Une fois l’appareil branché, elle se leva, traversa la cuisine, et se dirigea vers la chambre d’Andrew. S’il était réveillé, elle pourrait lui raconter sa découverte.

— Peu de chance, se dit-elle en frappant doucement. Il est complètement raide…

Pas de réponse. Elle entra.

Après tout, elle jouait les infirmières et les infirmières ne toquent pas aux portes, non ?

Andrew dormait profondément. Son front était brûlant. Elle appliqua le thermomètre frontal : 41 degrés.

La situation empirait. Il allait falloir appeler un médecin, et elle préférait que Dewi s’en charge — elle craignait de ne pas se faire comprendre dans un centre médical peu habitué à l’anglais.

Elle redescendit au salon, s’installa devant son bureau et tenta de rappeler Dewi. En vain. Il était 11 h du matin.

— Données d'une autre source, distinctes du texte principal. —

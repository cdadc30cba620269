// Realtime change feeds over the Phoenix WebSocket protocol

use std::time::Duration;

use futures::stream::{SplitSink, SplitStream};
use futures::{SinkExt, StreamExt};
use tokio::net::TcpStream;
use tokio::sync::{mpsc, oneshot};
use tokio_tungstenite::tungstenite::Message;
use tokio_tungstenite::{connect_async, MaybeTlsStream, WebSocketStream};
use url::Url;

use huddle_types::ChangeEvent;

use super::protocol::{self, PhoenixMessage};
use crate::error::{Result, StoreError};
use crate::feed::{ChangeFeed, FeedSpec};

type Socket = WebSocketStream<MaybeTlsStream<TcpStream>>;

const JOIN_TIMEOUT: Duration = Duration::from_secs(10);
const FEED_BUFFER: usize = 256;
const DEFAULT_HEARTBEAT: Duration = Duration::from_secs(30);

#[derive(Debug, Clone)]
pub struct RealtimeClient {
    socket_url: Url,
    access_token: Option<String>,
    heartbeat: Duration,
}

impl RealtimeClient {
    /// Derive the socket endpoint from the store's HTTP base URL
    pub fn new(base_url: &str, api_key: &str) -> Result<Self> {
        let base = base_url.trim_end_matches('/');
        let ws_base = if let Some(rest) = base.strip_prefix("https://") {
            format!("wss://{}", rest)
        } else if let Some(rest) = base.strip_prefix("http://") {
            format!("ws://{}", rest)
        } else {
            base.to_string()
        };

        let mut socket_url = Url::parse(&format!("{}/realtime/v1/websocket", ws_base))
            .map_err(|e| StoreError::Config(format!("Invalid realtime URL {}: {}", base_url, e)))?;
        socket_url
            .query_pairs_mut()
            .append_pair("apikey", api_key)
            .append_pair("vsn", "1.0.0");

        Ok(Self {
            socket_url,
            access_token: None,
            heartbeat: DEFAULT_HEARTBEAT,
        })
    }

    pub fn with_access_token(mut self, token: impl Into<String>) -> Self {
        self.access_token = Some(token.into());
        self
    }

    pub fn with_heartbeat(mut self, interval: Duration) -> Self {
        self.heartbeat = interval;
        self
    }

    pub fn socket_url(&self) -> &Url {
        &self.socket_url
    }

    /// Connect, join the feed topic and hand the connection to a background task
    pub async fn subscribe(&self, spec: FeedSpec) -> Result<ChangeFeed> {
        let (socket, _) = connect_async(self.socket_url.as_str())
            .await
            .map_err(|e| StoreError::Realtime(format!("Failed to connect: {}", e)))?;
        let (mut sink, mut stream) = socket.split();

        let topic = spec.topic();
        let join = PhoenixMessage::join(&spec, self.access_token.as_deref(), 1);
        send_frame(&mut sink, &join).await?;

        tokio::time::timeout(JOIN_TIMEOUT, wait_for_join(&mut stream, &topic, "1"))
            .await
            .map_err(|_| StoreError::Realtime(format!("Timed out joining {}", topic)))??;

        tracing::debug!("Joined realtime topic {}", topic);

        let (tx, rx) = mpsc::channel(FEED_BUFFER);
        let (shutdown_tx, shutdown_rx) = oneshot::channel();
        let task = tokio::spawn(run_feed(
            sink,
            stream,
            spec.clone(),
            tx,
            shutdown_rx,
            self.heartbeat,
        ));

        Ok(ChangeFeed::with_task(spec, rx, shutdown_tx, task))
    }
}

async fn send_frame(sink: &mut SplitSink<Socket, Message>, message: &PhoenixMessage) -> Result<()> {
    let text = serde_json::to_string(message)?;
    sink.send(Message::Text(text))
        .await
        .map_err(|e| StoreError::Realtime(format!("Failed to send {}: {}", message.event, e)))
}

async fn wait_for_join(stream: &mut SplitStream<Socket>, topic: &str, reference: &str) -> Result<()> {
    while let Some(frame) = stream.next().await {
        let frame = frame.map_err(|e| StoreError::Realtime(e.to_string()))?;
        let text = match frame {
            Message::Text(text) => text,
            Message::Close(_) => break,
            _ => continue,
        };
        let message: PhoenixMessage = match serde_json::from_str(&text) {
            Ok(m) => m,
            Err(_) => continue,
        };
        if message.topic != topic || message.reference.as_deref() != Some(reference) {
            continue;
        }
        return match message.reply_status() {
            Some("ok") => Ok(()),
            _ => Err(StoreError::Realtime(format!(
                "Join rejected for {}: {}",
                topic, message.payload
            ))),
        };
    }
    Err(StoreError::Realtime(format!("Connection closed while joining {}", topic)))
}

async fn run_feed(
    mut sink: SplitSink<Socket, Message>,
    mut stream: SplitStream<Socket>,
    spec: FeedSpec,
    tx: mpsc::Sender<ChangeEvent>,
    mut shutdown: oneshot::Receiver<()>,
    heartbeat: Duration,
) {
    let topic = spec.topic();
    let mut next_ref: u64 = 2;
    let mut ticker = tokio::time::interval_at(tokio::time::Instant::now() + heartbeat, heartbeat);

    loop {
        tokio::select! {
            _ = &mut shutdown => break,
            _ = tx.closed() => break,
            _ = ticker.tick() => {
                let beat = PhoenixMessage::heartbeat(next_ref);
                next_ref += 1;
                if let Err(e) = send_frame(&mut sink, &beat).await {
                    tracing::warn!("Realtime heartbeat failed on {}: {}", topic, e);
                    return;
                }
            }
            frame = stream.next() => {
                match frame {
                    Some(Ok(Message::Text(text))) => {
                        let message: PhoenixMessage = match serde_json::from_str(&text) {
                            Ok(m) => m,
                            Err(e) => {
                                tracing::debug!("Skipping unreadable realtime frame: {}", e);
                                continue;
                            }
                        };
                        if message.topic != topic {
                            continue;
                        }
                        if message.event == protocol::EVENT_ERROR || message.event == protocol::EVENT_CLOSE {
                            tracing::warn!("Realtime topic {} closed by server ({})", topic, message.event);
                            return;
                        }
                        if let Some(change) = protocol::parse_change(&message) {
                            if spec.matches(&change) && tx.send(change).await.is_err() {
                                break;
                            }
                        }
                    }
                    Some(Ok(Message::Ping(payload))) => {
                        let _ = sink.send(Message::Pong(payload)).await;
                    }
                    Some(Ok(Message::Close(_))) | None => {
                        tracing::info!("Realtime connection for {} closed", topic);
                        return;
                    }
                    Some(Ok(_)) => {}
                    Some(Err(e)) => {
                        tracing::warn!("Realtime connection error on {}: {}", topic, e);
                        return;
                    }
                }
            }
        }
    }

    let leave = PhoenixMessage::leave(&topic, next_ref);
    if let Err(e) = send_frame(&mut sink, &leave).await {
        tracing::debug!("Could not send leave for {}: {}", topic, e);
    }
    let _ = sink.send(Message::Close(None)).await;
}
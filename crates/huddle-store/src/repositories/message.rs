use std::sync::Arc;

use huddle_types::Message;
use serde_json::json;

use super::{decode, decode_all, MESSAGES};
use crate::error::Result;
use crate::query::Query;
use crate::trait_client::RemoteStore;

#[derive(Clone)]
pub struct MessageRepository {
    store: Arc<dyn RemoteStore>,
}

impl MessageRepository {
    pub fn new(store: Arc<dyn RemoteStore>) -> Self {
        Self { store }
    }

    /// Channel history, oldest first
    pub async fn list_for_channel(&self, channel_id: &str) -> Result<Vec<Message>> {
        let rows = self
            .store
            .select(
                MESSAGES,
                Query::new().eq("channel_id", channel_id).order_asc("created_at"),
            )
            .await?;
        decode_all(rows)
    }

    pub async fn insert(&self, channel_id: &str, user_id: &str, content: &str) -> Result<Message> {
        let row = self
            .store
            .insert(
                MESSAGES,
                json!({ "channel_id": channel_id, "user_id": user_id, "content": content }),
            )
            .await?;
        decode(row)
    }
}
use std::sync::Arc;

use huddle_store::ObjectStorage;
use huddle_types::AuthUser;
use serde::Serialize;
use uuid::Uuid;

use crate::error::{Result, SyncError};

pub const DEFAULT_BUCKET: &str = "resources";

/// A stored attachment
#[derive(Debug, Clone, PartialEq, Serialize)]
pub struct UploadedResource {
    pub path: String,
    pub public_url: String,
    pub file_name: String,
    pub content_type: String,
    pub size: usize,
}

/// Uploads attachments under the signed-in user's folder
pub struct ResourceLibrary {
    storage: Arc<dyn ObjectStorage>,
    bucket: String,
    user: Option<AuthUser>,
}

impl ResourceLibrary {
    pub fn new(storage: Arc<dyn ObjectStorage>, bucket: impl Into<String>, user: Option<AuthUser>) -> Self {
        Self {
            storage,
            bucket: bucket.into(),
            user,
        }
    }

    pub fn bucket(&self) -> &str {
        &self.bucket
    }

    /// Store `bytes` at `<user_id>/<uuid>-<file_name>`
    pub async fn upload(&self, file_name: &str, bytes: Vec<u8>, content_type: &str) -> Result<UploadedResource> {
        let file_name = sanitize_file_name(file_name);
        if file_name.is_empty() {
            return Err(SyncError::MissingName("file name"));
        }
        let user = self.user.as_ref().ok_or(SyncError::NotAuthenticated)?;

        let path = format!("{}/{}-{}", user.id, Uuid::new_v4(), file_name);
        let size = bytes.len();
        let stored = self
            .storage
            .upload(&self.bucket, &path, bytes, content_type)
            .await
            .map_err(|e| {
                tracing::error!("Error uploading {}: {}", file_name, e);
                SyncError::from(e)
            })?;

        tracing::info!("Uploaded resource {} ({} bytes)", stored, size);
        Ok(UploadedResource {
            public_url: self.storage.public_url(&self.bucket, &stored),
            path: stored,
            file_name,
            content_type: content_type.to_string(),
            size,
        })
    }

    pub fn public_url(&self, path: &str) -> String {
        self.storage.public_url(&self.bucket, path)
    }
}

/// Keep the object key one level deep under the user folder
fn sanitize_file_name(name: &str) -> String {
    name.trim()
        .chars()
        .map(|c| if matches!(c, '/' | '\\') { '_' } else { c })
        .collect()
}

#[cfg(test)]
mod tests {
    use super::*;

    #[test]
    fn test_sanitize_strips_separators() {
        assert_eq!(sanitize_file_name(" ../notes/q3.pdf "), ".._notes_q3.pdf");
        assert_eq!(sanitize_file_name("   "), "");
    }
}
use anyhow::{Context, Result};
use tokio::io::{AsyncBufReadExt, BufReader};

use huddle::builder::{App, AppBuilder};
use huddle::config::Config;
use huddle::console::{Command, HELP};
use huddle::logging::init_logging;
use huddle::types::{AiMessage, ChangeEvent, ChannelKind, Message};

#[derive(Debug, Clone, Copy, PartialEq, Eq)]
enum Focus {
    Channel,
    AiChat,
}

enum Input {
    Line(Option<String>),
    Chat(ChangeEvent),
    AiChat(ChangeEvent),
}

#[tokio::main]
async fn main() -> Result<()> {
    // Load .env file
    dotenvy::dotenv().ok();

    let config = Config::load().map_err(|e| anyhow::anyhow!("Failed to load configuration: {}", e))?;
    init_logging(&config.logging)?;

    tracing::info!("Starting huddle ({})", config.environment);
    let mut app = AppBuilder::from_config(&config).build()?;

    let mode = app.start().await;
    if let Some(reason) = mode.reason() {
        println!("! offline: {}", reason);
    }
    render_channels(&app);
    render_messages(&app);

    let mut focus = Focus::Channel;
    let mut lines = BufReader::new(tokio::io::stdin()).lines();

    loop {
        let input = {
            let (chat, ai_chat) = app.hooks_mut();
            tokio::select! {
                line = lines.next_line() => Input::Line(line.context("Failed to read stdin")?),
                Some(event) = chat.recv_change() => Input::Chat(event),
                Some(event) = ai_chat.recv_change() => Input::AiChat(event),
            }
        };

        match input {
            Input::Line(None) => break,
            Input::Line(Some(line)) => {
                let command = match Command::parse(&line) {
                    None => continue,
                    Some(Ok(command)) => command,
                    Some(Err(e)) => {
                        println!("! {}", e);
                        continue;
                    }
                };
                if command == Command::Quit {
                    break;
                }
                if let Err(e) = execute(&mut app, &mut focus, command).await {
                    println!("! {}", e);
                }
            }
            Input::Chat(event) => {
                let before = app.chat().messages().len();
                if let Err(e) = app.chat_mut().apply_change(event).await {
                    tracing::warn!("Skipping change event: {}", e);
                }
                for message in &app.chat().messages()[before.min(app.chat().messages().len())..] {
                    print_message(&app, message);
                }
            }
            Input::AiChat(event) => {
                let before = app.ai_chat().messages().len();
                if let Err(e) = app.ai_chat_mut().apply_change(event).await {
                    tracing::warn!("Skipping change event: {}", e);
                }
                for message in &app.ai_chat().messages()[before.min(app.ai_chat().messages().len())..] {
                    print_ai_message(&app, message);
                }
            }
        }
    }

    app.shutdown().await;
    Ok(())
}

async fn execute(app: &mut App, focus: &mut Focus, command: Command) -> Result<()> {
    match command {
        Command::Channels => render_channels(app),
        Command::Join(target) => {
            let id = app
                .chat()
                .channels()
                .iter()
                .chain(app.chat().direct_messages())
                .find(|c| c.name == target || c.id == target)
                .map(|c| c.id.clone())
                .unwrap_or(target);
            app.chat_mut().select_by_id(&id).await?;
            *focus = Focus::Channel;
            render_messages(app);
        }
        Command::Direct(user_id) => {
            app.chat_mut().create_direct_channel(&user_id).await?;
            *focus = Focus::Channel;
            render_messages(app);
        }
        Command::NewChannel(name) => {
            let channel = app.chat_mut().create_channel(&name, ChannelKind::Group, false).await?;
            println!("# created {}", channel.name);
            *focus = Focus::Channel;
        }
        Command::Members => {
            let channel_id = match app.chat().active_channel() {
                Some(channel) => channel.id.clone(),
                None => {
                    println!("! no channel selected");
                    return Ok(());
                }
            };
            for member in app.chat_mut().channel_members(&channel_id).await? {
                let name = member.member_name.as_deref().unwrap_or(&member.member_id);
                let badge = if member.is_admin { " (admin)" } else { "" };
                println!("  {}{}", name, badge);
            }
        }
        Command::NewAiChat(prompt) => {
            println!("… thinking");
            let chat = app.ai_chat_mut().create_chat(&prompt).await?;
            *focus = Focus::AiChat;
            println!("# {}", chat.title);
            render_ai_messages(app);
        }
        Command::Chats => {
            for (index, chat) in app.ai_chat().chats().iter().enumerate() {
                let marker = if app.ai_chat().active_chat().is_some_and(|a| a.id == chat.id) { "*" } else { " " };
                println!("{} {}. {} [{}]", marker, index + 1, chat.title, chat.privacy);
            }
        }
        Command::Open(target) => {
            let id = target
                .parse::<usize>()
                .ok()
                .and_then(|n| n.checked_sub(1))
                .and_then(|i| app.ai_chat().chats().get(i))
                .map(|c| c.id.clone())
                .unwrap_or(target);
            app.ai_chat_mut().select_by_id(&id).await?;
            *focus = Focus::AiChat;
            render_ai_messages(app);
        }
        Command::Privacy(privacy) => {
            let chat_id = active_ai_chat(app)?;
            let chat = app.ai_chat_mut().update_chat_privacy(&chat_id, privacy).await?;
            println!("# {} is now {}", chat.title, chat.privacy);
        }
        Command::DeleteChat => {
            let chat_id = active_ai_chat(app)?;
            app.ai_chat_mut().delete_chat(&chat_id).await?;
            println!("# chat deleted");
            *focus = Focus::Channel;
        }
        Command::Upload(path) => {
            let bytes = tokio::fs::read(&path)
                .await
                .with_context(|| format!("Failed to read {}", path))?;
            let file_name = std::path::Path::new(&path)
                .file_name()
                .map(|n| n.to_string_lossy().into_owned())
                .unwrap_or_else(|| path.clone());
            let uploaded = app
                .resources()
                .upload(&file_name, bytes, "application/octet-stream")
                .await?;
            println!("# uploaded {} ({} bytes): {}", uploaded.file_name, uploaded.size, uploaded.public_url);
        }
        Command::Help => println!("{}", HELP),
        Command::Quit => {}
        Command::Say(text) => match focus {
            Focus::Channel => {
                let message = app.chat_mut().send(&text).await?;
                print_message(app, &message);
            }
            Focus::AiChat => {
                println!("… thinking");
                let reply = app.ai_chat_mut().send_message(&text).await?;
                print_ai_message(app, &reply);
            }
        },
    }
    Ok(())
}

fn active_ai_chat(app: &App) -> Result<String> {
    app.ai_chat()
        .active_chat()
        .map(|c| c.id.clone())
        .context("No AI chat selected. Use /chats and /open first")
}

fn render_channels(app: &App) {
    let chat = app.chat();
    let active = chat.active_channel().map(|c| c.id.as_str());
    println!("Channels");
    for channel in chat.channels() {
        let marker = if Some(channel.id.as_str()) == active { "*" } else { " " };
        println!("{} #{}", marker, chat.channel_display_name(channel));
    }
    if !chat.direct_messages().is_empty() {
        println!("Direct messages");
        for channel in chat.direct_messages() {
            let marker = if Some(channel.id.as_str()) == active { "*" } else { " " };
            println!("{} @{}", marker, chat.channel_display_name(channel));
        }
    }
    if let Some(error) = chat.last_error() {
        println!("! {}", error);
    }
}

fn render_messages(app: &App) {
    if let Some(channel) = app.chat().active_channel() {
        println!("── {} ──", app.chat().channel_display_name(channel));
    }
    for message in app.chat().messages() {
        print_message(app, message);
    }
}

fn render_ai_messages(app: &App) {
    for message in app.ai_chat().messages() {
        print_ai_message(app, message);
    }
}

fn print_message(app: &App, message: &Message) {
    let author = message
        .user_id
        .as_deref()
        .and_then(|id| app.chat().users().get(id))
        .map(|u| u.display_name())
        .unwrap_or_else(|| "Unknown".to_string());
    println!("[{}] {}: {}", message.created_at.format("%H:%M"), author, message.content);
}

fn print_ai_message(app: &App, message: &AiMessage) {
    let me = app.user().map(|u| u.id.as_str());
    let author = match message.user_id.as_deref() {
        _ if message.is_ai => "AI".to_string(),
        Some(id) if Some(id) == me => "You".to_string(),
        Some(id) => app
            .chat()
            .users()
            .get(id)
            .map(|u| u.display_name())
            .unwrap_or_else(|| "Member".to_string()),
        None => "Member".to_string(),
    };
    println!("[{}] {}: {}", message.created_at.format("%H:%M"), author, message.content);
}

— Ils ne devraient pas tarder à retrouver du réseau en s’approchant de Bandar Lampung, pensa-t-elle. Il me rappellera.

Elle se tourna vers la petite table où était installé le moniteur de suivi de Numéro 1.

— Où es-tu, mon grand ?

Elle se connecta, zooma sur la zone d’émission de la balise. Numéro 1 avait légèrement bougé, mais restait dans le même périmètre, à quelques kilomètres de la caméra 41, sur les pentes boisées d’un massif situé à l’ouest mont Dempo. Le volcan formait à cet endroit un petit ensemble de monts séparés par des vallées.

Stella consulta l’atlas. La zone était escarpée, forestière, non cultivée. Rien n’indiquait la présence de grottes — ou alors, elles étaient modestes. Elle tenta une recherche en ligne, mais le réseau traînait des pieds. Comme d’habitude.

La sonnerie de son portable la fit sursauter. Elle s’en empara aussitôt.

— Dewi ?

— C’est moi. On est arrivés à l’université. Sinta est au labo avec les échantillons. Tu voulais me dire quoi, tout à l’heure ? Je n’ai rien compris.

Enfin, une ligne claire. Une voix nette. Stella inspira profondément.

— Je sais qui est Numéro 1. Ce n’est pas une espèce inconnue, ni une créature mystérieuse comme l’Orang Pendek.

Dewi se tut. Elle sentit le moment.

Alors elle lâcha sa bombe :

— Numéro 1 est un homme de Florès. Homo floresiensis.